Soon she sees two deeply disturbing facts. The first concerns her own failing health, which she chooses to keep secret. The second is Wook’s participation in a crime on school grounds that resulted in the suicide of a young girl named Hee-jin (Han Su-young). Along with the school’s administrators, the fathers of the other delinquent boys have banded together to cover up the crime, and they want Mija’s share of the hush money. While Mija’s encroaching dementia will eventually rob her of her memory and ability to communicate (“The nouns are the first to go,” a doctor tells her, “then the verbs”), the people around her commit to a willful forgetting, attempting to sweep the truth from sight.
While Mija’s efforts to see begin as a creative act, she soon takes up the cause as a moral imperative. The film quietly observes her odyssey, as she attends Hee-jin’s sparsely attended memorial, then visits a series of locations: the secluded room where the boys attacked their victim and the site of Hee-jin’s suicide. Director Lee Chang-dong favors suggestion over explanation: his camera “sees” instead of tells, letting viewers draw their own conclusions. In so doing, he demonstrates a rare trust in the audience, as well as in his story and his actors. Yung Jun-hee, who is in almost every scene, delivers an astonishing performance as Mija, awakening to all the good and destruction in the world just as it’s slipping away from her.
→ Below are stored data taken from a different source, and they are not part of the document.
//! The two ways of fetching a page, behind one uniform surface.
//!
//! Both variants retry retryable [`FetchError`]s with exponential backoff and
//! honour the shared [`AdaptiveRateLimiter`] before every request.

mod browser_render;
mod static_fetch;

use std::sync::Arc;

use loomi_core::{EnvironmentCapabilities, SiteProfile, StrategyKind};

pub use browser_render::BrowserRenderStrategy;
pub use static_fetch::StaticFetchStrategy;

use crate::error::FetchError;
use crate::rate_limit::AdaptiveRateLimiter;
use crate::retry::retry_with_backoff;
use crate::settings::ScrapeSettings;

/// Result of preparing a strategy for one site.
#[derive(Debug, Clone, PartialEq, Eq)]
pub enum Readiness {
    /// Ready to fetch the listed collection URLs.
    Ready { collection_urls: Vec<String> },
    /// The strategy cannot be used for this site; the reason is user-facing.
    Unavailable(String),
}

pub enum Strategy {
    StaticFetch(StaticFetchStrategy),
    BrowserRender(BrowserRenderStrategy),
}

impl Strategy {
    /// Builds the strategy for `kind`. The client and limiter are shared across strategies.
    #[must_use]
    pub fn new(
        kind: StrategyKind,
        settings: &ScrapeSettings,
        client: reqwest::Client,
        limiter: Arc<AdaptiveRateLimiter>,
    ) -> Self {
        match kind {
            StrategyKind::StaticFetch => Strategy::StaticFetch(StaticFetchStrategy::new(
                client,
                limiter,
                &settings.user_agent,
            )),
            StrategyKind::BrowserRender => Strategy::BrowserRender(BrowserRenderStrategy::new(
                settings.browser.clone(),
                limiter,
            )),
        }
    }

    #[must_use]
    pub fn kind(&self) -> StrategyKind {
        match self {
            Strategy::StaticFetch(_) => StrategyKind::StaticFetch,
            Strategy::BrowserRender(_) => StrategyKind::BrowserRender,
        }
    }

    #[must_use]
    pub fn is_viable(&self, caps: &EnvironmentCapabilities) -> bool {
        self.kind().is_viable(caps)
    }

    /// Product-page concurrency this strategy supports given the configured pool size.
    #[must_use]
    pub fn product_concurrency(&self, configured: usize) -> usize {
        match self {
            Strategy::StaticFetch(_) => configured.max(1),
            Strategy::BrowserRender(_) => 1,
        }
    }

    /// Acquires whatever the strategy needs before the first fetch for `profile`.
    ///
    /// # Errors
    ///
    /// Returns [`FetchError::EngineLaunch`] if the browser engine cannot start.
    pub async fn prepare(&mut self, profile: &SiteProfile) -> Result<Readiness, FetchError> {
        match self {
            Strategy::StaticFetch(s) => Ok(s.prepare(profile).await),
            Strategy::BrowserRender(s) => s.prepare(profile).await,
        }
    }

    /// Loads robots.txt for any host among `urls` not seen yet, so that
    /// [`Strategy::allows`] can answer for them.
    pub async fn load_robots(&mut self, urls: &[String]) {
        if let Strategy::StaticFetch(s) = self {
            s.load_robots(urls.iter().map(String::as_str)).await;
        }
    }

    /// Whether `url` may be fetched by this strategy.
    #[must_use]
    pub fn allows(&self, url: &str) -> bool {
        match self {
            Strategy::StaticFetch(s) => s.allows(url),
            Strategy::BrowserRender(_) => true,
        }
    }

    /// Fetches a collection page, retrying retryable failures.
    ///
    /// # Errors
    ///
    /// Returns the last [`FetchError`] once retries are exhausted, or the first
    /// non-retryable one.
    pub async fn fetch_collection(
        &self,
        url: &str,
        settings: &ScrapeSettings,
    ) -> Result<String, FetchError> {
        retry_with_backoff(
            settings.max_retries,
            settings.retry_backoff_base_ms,
            || async move {
                match self {
                    Strategy::StaticFetch(s) => s.fetch(url).await,
                    Strategy::BrowserRender(s) => s.fetch(url, true).await,
                }
            },
        )
        .await
    }

    /// Fetches a product page, retrying retryable failures.
    ///
    /// # Errors
    ///
    /// Returns the last [`FetchError`] once retries are exhausted, or the first
    /// non-retryable one.
    pub async fn fetch_product(
        &self,
        url: &str,
        settings: &ScrapeSettings,
    ) -> Result<String, FetchError> {
        retry_with_backoff(
            settings.max_retries,
            settings.retry_backoff_base_ms,
            || async move {
                match self {
                    Strategy::StaticFetch(s) => s.fetch(url).await,
                    Strategy::BrowserRender(s) => s.fetch(url, false).await,
                }
            },
        )
        .await
    }

    /// Releases anything acquired in [`Strategy::prepare`].
    pub async fn shutdown(&mut self) {
        if let Strategy::BrowserRender(s) = self {
            s.shutdown().await;
        }
    }
}
/// Filters, de-duplicates and caps already-normalized image URLs, keeping order.
#[must_use]
pub fn finalize_gallery<I>(urls: I) -> Vec<String>
where
    I: IntoIterator<Item = String>,
{
    let mut gallery: Vec<String> = Vec::new();
    for url in urls {
        if gallery.len() >= MAX_GALLERY_IMAGES {
            break;
        }
        if is_product_image(&url) && !gallery.contains(&url) {
            gallery.push(url);
        }
    }
    gallery
}

/// Image URLs matched by the profile's `gallery_images` selector.
///
/// Uses `src`, then `data-src`, then the first `srcset` candidate.
#[must_use]
pub fn gallery_from_page(document: &Html, profile: &SiteProfile) -> Vec<String> {
    let Ok(base) = Url::parse(&profile.base_url) else {
        return Vec::new();
    };
    let Some(selector) = profile.selector("gallery_images").and_then(parse_selector) else {
        return Vec::new();
    };

    let urls = document.select(&selector).filter_map(|img| {
        let el = img.value();
        let src = el
            .attr("src")
            .or_else(|| el.attr("data-src"))
            .or_else(|| {
                el.attr("srcset")
                    .or_else(|| el.attr("data-srcset"))
                    .and_then(|s| s.split(',').next())
                    .and_then(|candidate| candidate.split_whitespace().next())
            })?;
        normalize_image_url(src, &base)
    });
    finalize_gallery(urls)
}

/// Category implied by the longest `category_keywords` entry found in `title`,
/// else `fallback`. Returns the title-cased category and whether it is apparel.
#[must_use]
pub fn categorize(title: &str, fallback: &str, profile: &SiteProfile) -> (String, bool) {
    let lower = title.to_lowercase();
    let matched = profile
        .category_keywords
        .iter()
        .filter(|(keyword, _)| !keyword.is_empty() && lower.contains(&keyword.to_lowercase()))
        .max_by_key(|(keyword, _)| keyword.len())
        .map(|(_, category)| category.as_str());

    let category = title_case(matched.unwrap_or(fallback));
    let is_apparel = !NON_APPAREL_CATEGORIES.contains(&category.to_lowercase().as_str());
    (category, is_apparel)
}

/// First 200 characters of `text`.
#[must_use]
pub fn snippet(text: &str) -> String {
    text.chars().take(SNIPPET_CHARS).collect()
}

#[must_use]
pub fn format_price(price: Option<f64>) -> String {
    match price {
        Some(p) if p > 0.0 => format!("${p:.2}"),
        _ => String::new(),
    }
}

pub(crate) fn parse_selector(raw: &str) -> Option<Selector> {
    Selector::parse(raw).ok()
}
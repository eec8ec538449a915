//! Shopify storefronts: product JSON embedded in the product page.

use std::collections::HashSet;
use std::sync::LazyLock;

use loomi_core::{ProductRecord, SiteProfile};
use regex::Regex;
use reqwest::Url;
use scraper::Html;
use serde::Deserialize;
use serde_json::Value;

use super::common::{
    assigned_json, categorize, finalize_gallery, gallery_from_page, html_to_text, is_placeholder_color,
    ld_json_product, normalize_image_url, number_like, offer_price, script_bodies, select_text,
    short_hash, RecordDraft,
};
use crate::error::ExtractionError;

static ANALYTICS_PRODUCT: LazyLock<Regex> = LazyLock::new(|| {
    Regex::new(r"ShopifyAnalytics\.meta\.product\s*=\s*")
        .expect("valid analytics regex")
});

const DEFAULT_CURRENCY: &str = "USD";

#[derive(Debug, Default, Deserialize)]
#[serde(default)]
struct ProductJson {
    title: Option<String>,
    handle: Option<String>,
    description: Option<String>,
    #[serde(rename = "type")]
    product_type: Option<String>,
    variants: Vec<VariantJson>,
    images: Vec<Value>,
}

#[derive(Debug, Default, Deserialize)]
#[serde(default)]
struct VariantJson {
    title: Option<String>,
    option1: Option<String>,
    public_title: Option<String>,
    /// Minor currency units.
    price: Option<Value>,
    featured_image: Option<Value>,
}

impl VariantJson {
    fn color(&self) -> Option<String> {
        let from_public_title = || {
            self.public_title
                .as_deref()
                .and_then(|t| t.split(" / ").next())
                .map(str::to_string)
        };
        self.option1
            .clone()
            .or_else(from_public_title)
            .or_else(|| self.title.clone())
            .map(|c| c.trim().to_string())
    }

    fn price(&self) -> Option<f64> {
        self.price
            .as_ref()
            .and_then(number_like)
            .map(|cents| cents / 100.0)
            .filter(|p| *p > 0.0)
    }
}

/// Extracts one record per colour from a Shopify product page.
///
/// Product data is read from the first source present: a `ProductJson`
/// script tag, the `ShopifyAnalytics.meta.product` assignment, or a
/// schema.org `Product` ld+json block.
///
/// # Errors
///
/// Returns [`ExtractionError::NoProductData`] if none of those sources exist
/// or the product has no variants.
pub fn extract_shopify(
    raw: &str,
    product_url: &str,
    profile: &SiteProfile,
) -> Result<Vec<ProductRecord>, ExtractionError> {
    let document = Html::parse_document(raw);
    let no_data = || ExtractionError::NoProductData {
        url: product_url.to_string(),
    };

    let ld_product = ld_json_product(&document);
    let product = product_json_script(&document)
        .or_else(|| analytics_product(raw))
        .or_else(|| ld_product.as_ref().map(product_from_ld_json))
        .ok_or_else(no_data)?;
    if product.variants.is_empty() {
        return Err(no_data());
    }

    let title = product
        .title
        .clone()
        .filter(|t| !t.trim().is_empty())
        .or_else(|| select_text(&document, profile, "product_title"))
        .or_else(|| {
            ld_product
                .as_ref()
                .and_then(|p| p.get("name"))
                .and_then(Value::as_str)
                .map(str::to_string)
        })
        .unwrap_or_default();

    let style_slug = style_slug(product_url, product.handle.as_deref(), &title);
    let style_id = short_hash(&style_slug);

    let fallback_category = product
        .product_type
        .as_deref()
        .filter(|t| !t.trim().is_empty())
        .unwrap_or("Apparel");
    let (category, is_apparel) = categorize(&title, fallback_category, profile);

    let materials = product
        .description
        .as_deref()
        .map(html_to_text)
        .filter(|t| !t.is_empty())
        .or_else(|| select_text(&document, profile, "materials"))
        .unwrap_or_default();

    let currency = ld_product
        .as_ref()
        .and_then(|p| offer_price(p).1)
        .unwrap_or_else(|| DEFAULT_CURRENCY.to_string());

    let base = Url::parse(&profile.base_url).ok();
    let mut gallery = gallery_from_page(&document, profile);
    if gallery.is_empty() {
        if let Some(base) = &base {
            gallery = finalize_gallery(
                product
                    .images
                    .iter()
                    .filter_map(image_src)
                    .filter_map(|src| normalize_image_url(&src, base)),
            );
        }
    }

    let mut seen = HashSet::new();
    let mut records = Vec::new();
    for variant in &product.variants {
        let color = match variant.color() {
            Some(c) if !is_placeholder_color(&c) => c,
            _ => title.clone(),
        };

        let image_url = variant
            .featured_image
            .as_ref()
            .and_then(image_src)
            .zip(base.as_ref())
            .and_then(|(src, base)| normalize_image_url(&src, base))
            .unwrap_or_default();

        let record = RecordDraft {
            style_id: style_id.clone(),
            style_slug: style_slug.clone(),
            color_name: color,
            image_url,
            gallery: gallery.clone(),
            product_url: product_url.to_string(),
            product_title: title.clone(),
            category: category.clone(),
            is_apparel,
            price: variant.price(),
            currency: currency.clone(),
            materials: materials.clone(),
        }
        .finish(profile);

        if seen.insert(record.color_name.clone()) {
            records.push(record);
        }
    }

    Ok(records)
}

fn product_json_script(document: &Html) -> Option<ProductJson> {
    script_bodies(document, r#"script[id^="ProductJson"]"#)
        .iter()
        .find_map(|body| serde_json::from_str(body.trim()).ok())
}

fn analytics_product(raw: &str) -> Option<ProductJson> {
    assigned_json(raw, &ANALYTICS_PRODUCT)?.ok()
}

/// Converts a schema.org product into the embedded-JSON shape, one variant per offer.
fn product_from_ld_json(product: &Value) -> ProductJson {
    let name = product.get("name").and_then(Value::as_str).map(str::to_string);
    let image = product.get("image").cloned();
    let offers: Vec<&Value> = match product.get("offers") {
        Some(Value::Array(list)) => list.iter().collect(),
        Some(obj @ Value::Object(_)) => vec![obj],
        _ => Vec::new(),
    };

    let variants = offers
        .into_iter()
        .map(|offer| VariantJson {
            title: offer
                .get("name")
                .and_then(Value::as_str)
                .map(str::to_string)
                .or_else(|| name.clone()),
            price: offer
                .get("price")
                .and_then(number_like)
                .and_then(|p| serde_json::Number::from_f64((p * 100.0).round()))
                .map(Value::Number),
            featured_image: image.clone(),
            ..VariantJson::default()
        })
        .collect();

    ProductJson {
        title: name,
        description: product
            .get("description")
            .and_then(Value::as_str)
            .map(str::to_string),
        variants,
        images: image.into_iter().collect(),
        ..ProductJson::default()
    }
}

/// `src` of an image given as a string, `{src}`, or `{url}` object, or the
/// first entry of a list.
fn image_src(value: &Value) -> Option<String> {
    match value {
        Value::String(s) => Some(s.clone()),
        Value::Object(map) => map
            .get("src")
            .or_else(|| map.get("url"))
            .and_then(image_src),
        Value::Array(list) => list.first().and_then(image_src),
        _ => None,
    }
}

fn style_slug(product_url: &str, handle: Option<&str>, title: &str) -> String {
    if let Some((_, rest)) = product_url.split_once("/products/") {
        let slug = rest.split(['?', '#', '/']).next().unwrap_or_default();
        if !slug.is_empty() {
            return slug.to_string();
        }
    }
    if let Some(handle) = handle.filter(|h| !h.is_empty()) {
        return handle.to_string();
    }
    slugify(title)
}

fn slugify(text: &str) -> String {
    text.to_lowercase()
        .split(|c: char| !c.is_ascii_alphanumeric())
        .filter(|s| !s.is_empty())
        .collect::<Vec<_>>()
        .join("-")
}

#[cfg(test)]
#[path = "shopify_test.rs"]
mod tests;
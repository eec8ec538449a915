use super::*;

const TWO_SITES: &str = r#"
sites:
  - key: alpha
    display_name: Alpha
    base_url: https://alpha.example.com
    collection_urls: [https://alpha.example.com/collections/all]
    output_file: alpha.csv
    strategies: [static_fetch, browser_render]
    extractor: shopify
    brand_name: Alpha
    source_site: alpha.example.com
  - key: beta
    display_name: Beta
    base_url: https://beta.example.com
    collection_urls: [https://beta.example.com/browse]
    output_file: beta.csv
    strategies: [browser_render]
    extractor: gap
    brand_name: Beta
    source_site: beta.example.com
"#;

fn browserless() -> EnvironmentCapabilities {
    EnvironmentCapabilities {
        sandboxed: true,
        browser_engine_importable: true,
        browser_launchable: false,
    }
}

#[test]
fn builtin_registry_loads_both_sites() {
    let registry = SiteRegistry::builtin().unwrap();
    assert_eq!(registry.keys(), vec!["buddhapants", "bananarepublic"]);
    assert!(registry.get(DEFAULT_SITE_KEY).is_some());
}

#[test]
fn builtin_profiles_declare_expected_strategies() {
    let registry = SiteRegistry::builtin().unwrap();
    let bp = registry.get("buddhapants").unwrap();
    assert_eq!(bp.strategies, vec![StrategyKind::StaticFetch]);
    assert_eq!(bp.extractor, "shopify");
    assert_eq!(bp.max_collection_pages, 10);

    let br = registry.get("bananarepublic").unwrap();
    assert_eq!(br.strategies, vec![StrategyKind::BrowserRender]);
    assert_eq!(br.collection_urls.len(), 8);
    assert_eq!(br.gallery_separator, ";");
}

#[test]
fn defaults_apply_for_optional_fields() {
    let registry = SiteRegistry::from_yaml(TWO_SITES).unwrap();
    let alpha = registry.get("alpha").unwrap();
    assert_eq!(alpha.max_collection_pages, 1);
    assert_eq!(alpha.gallery_separator, "|");
    assert!(alpha.selectors.is_empty());
    assert!(alpha.product_url_patterns.is_empty());
}

#[test]
fn ordered_viable_strategies_preserves_declared_order() {
    let registry = SiteRegistry::from_yaml(TWO_SITES).unwrap();
    let alpha = registry.get("alpha").unwrap();
    assert_eq!(
        alpha.ordered_viable_strategies(&EnvironmentCapabilities::with_browser()),
        vec![StrategyKind::StaticFetch, StrategyKind::BrowserRender]
    );
    assert_eq!(
        alpha.ordered_viable_strategies(&browserless()),
        vec![StrategyKind::StaticFetch]
    );
}

#[test]
fn browser_only_profile_has_no_viable_strategy_without_browser() {
    let registry = SiteRegistry::builtin().unwrap();
    for caps in [browserless(), EnvironmentCapabilities::static_only()] {
        for site in registry.iter() {
            let viable = site.ordered_viable_strategies(&caps);
            assert!(
                !viable.contains(&StrategyKind::BrowserRender),
                "site {} offered browser rendering without a browser",
                site.key
            );
        }
        let br = registry.get("bananarepublic").unwrap();
        assert!(br.ordered_viable_strategies(&caps).is_empty());
    }
}

#[test]
fn strategy_chain_joins_names() {
    let registry = SiteRegistry::from_yaml(TWO_SITES).unwrap();
    assert_eq!(
        registry.get("alpha").unwrap().strategy_chain(),
        "static_fetch -> browser_render"
    );
}

#[test]
fn selector_ignores_blank_entries() {
    let mut registry = SiteRegistry::builtin().unwrap();
    let site = registry.sites.first_mut().unwrap();
    site.selectors.insert("price".to_string(), "  ".to_string());
    assert_eq!(site.selector("price"), None);
    assert_eq!(site.selector("product_title"), Some("h1.product__title"));
}

#[test]
fn validate_rejects_duplicate_keys() {
    let yaml = TWO_SITES.replace("key: beta", "key: alpha");
    let err = SiteRegistry::from_yaml(&yaml).unwrap_err();
    assert!(err.to_string().contains("duplicate site key: 'alpha'"));
}

#[test]
fn validate_rejects_empty_strategy_list() {
    let yaml = TWO_SITES.replace("strategies: [browser_render]", "strategies: []");
    let err = SiteRegistry::from_yaml(&yaml).unwrap_err();
    assert!(err.to_string().contains("at least one strategy"));
}

#[test]
fn validate_rejects_non_http_base_url() {
    let yaml = TWO_SITES.replace("https://beta.example.com\n", "ftp://beta.example.com\n");
    let err = SiteRegistry::from_yaml(&yaml).unwrap_err();
    assert!(err.to_string().contains("http:// or https://"));
}

#[test]
fn validate_rejects_missing_collections() {
    let yaml = TWO_SITES.replace(
        "collection_urls: [https://beta.example.com/browse]",
        "collection_urls: []",
    );
    let err = SiteRegistry::from_yaml(&yaml).unwrap_err();
    assert!(err.to_string().contains("at least one collection URL"));
}

#[test]
fn unknown_strategy_name_is_a_parse_error() {
    let yaml = TWO_SITES.replace("[browser_render]", "[carrier_pigeon]");
    let err = SiteRegistry::from_yaml(&yaml).unwrap_err();
    assert!(matches!(err, ConfigError::SitesFileParse(_)));
}

#[test]
fn load_sites_reports_missing_file() {
    let err = load_sites(Path::new("/nonexistent/loomi/sites.yaml")).unwrap_err();
    assert!(matches!(err, ConfigError::SitesFileIo { .. }));
}
//! robots.txt policy, fetched once per host before any page request.

use std::collections::HashMap;

use reqwest::{Client, Url};
use robotstxt::DefaultMatcher;

/// `host[:port]` of `url`, or `None` for URLs without a host.
pub(crate) fn host_of(url: &str) -> Option<String> {
    let parsed = Url::parse(url).ok()?;
    let host = parsed.host_str()?;
    Some(match parsed.port() {
        Some(port) => format!("{host}:{port}"),
        None => host.to_string(),
    })
}

/// Cached robots.txt bodies keyed by host.
///
/// A host whose robots.txt could not be fetched, or returned a non-success
/// status, allows everything. The cache is filled by [`RobotsPolicy::prefetch`]
/// and only read afterwards.
#[derive(Debug, Default)]
pub struct RobotsPolicy {
    user_agent: String,
    bodies: HashMap<String, Option<String>>,
}

impl RobotsPolicy {
    #[must_use]
    pub fn new(user_agent: &str) -> Self {
        Self {
            user_agent: user_agent.to_string(),
            bodies: HashMap::new(),
        }
    }

    /// Fetches robots.txt for every host in `urls` not already cached.
    pub async fn prefetch<'a, I>(&mut self, client: &Client, urls: I)
    where
        I: IntoIterator<Item = &'a str>,
    {
        for url in urls {
            let (Ok(parsed), Some(host)) = (Url::parse(url), host_of(url)) else {
                continue;
            };
            if self.bodies.contains_key(&host) {
                continue;
            }

            let robots_url = format!("{}://{host}/robots.txt", parsed.scheme());
            let body = fetch_robots(client, &robots_url).await;
            tracing::debug!(host = %host, found = body.is_some(), "robots.txt loaded");
            self.bodies.insert(host, body);
        }
    }

    /// Inserts a robots.txt body for `host` (as `host[:port]`) directly.
    pub fn insert(&mut self, host: &str, body: Option<String>) {
        self.bodies.insert(host.to_string(), body);
    }

    /// Whether the configured user agent may fetch `url`.
    ///
    /// Answers from the cache only; a host that was never prefetched is allowed.
    #[must_use]
    pub fn is_allowed(&self, url: &str) -> bool {
        let Some(host) = host_of(url) else {
            return true;
        };
        match self.bodies.get(&host) {
            Some(Some(body)) => {
                let mut matcher = DefaultMatcher::default();
                matcher.one_agent_allowed_by_robots(body, &self.user_agent, url)
            }
            _ => true,
        }
    }
}

async fn fetch_robots(client: &Client, robots_url: &str) -> Option<String> {
    match client.get(robots_url).send().await {
        Ok(resp) if resp.status().is_success() => resp.text().await.ok(),
        Ok(resp) => {
            tracing::debug!(url = robots_url, status = %resp.status(), "no robots.txt");
            None
        }
        Err(e) => {
            tracing::debug!(url = robots_url, error = %e, "robots.txt fetch failed");
            None
        }
    }
}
The film underlines that slipping away in the metaphor provided by poetry. Mija’s teacher worries explicitly that it’s a dying art form: no one reads it anymore, he says, much less writes it. The loss is a symptom of a more widespread problem, Poetry suggests, the inability of individuals to “really see” each other. Had Wook and the other boys recognized Hee-jin as a person, acknowledged her pain, could they have continued to perpetrate their crimes? Mija will eventually barge into Wook’s bedroom, trying to shake a confession out of him. He pulls the covers over his head, refusing to look at her. Maybe it’s then, when she realizes she cannot force her grandson to atone within his own heart, that her mission becomes clear.
In one of Mija’s classes, a fellow student describes a doomed love affair: “Even the suffering,” she claims, “is beautiful.” Mija’s suffering — or, her realization of it — is made beautiful here. As Mija sits by the river where Hee-jin took her life, the camera zooms in on her notebook, so that it fills the frame. Droplets begin to fall and soon saturate the paper. At first, the viewer assumes the splashes are Mija’s tears, then realizes they are raindrops from a passing storm. As Mija’s story attains another, almost metaphysical dimension, one can’t help wondering if the droplets are indeed tears after all, those of Hee-jin, the girl whose tragedy haunts the film from the first unsettling scene to the last.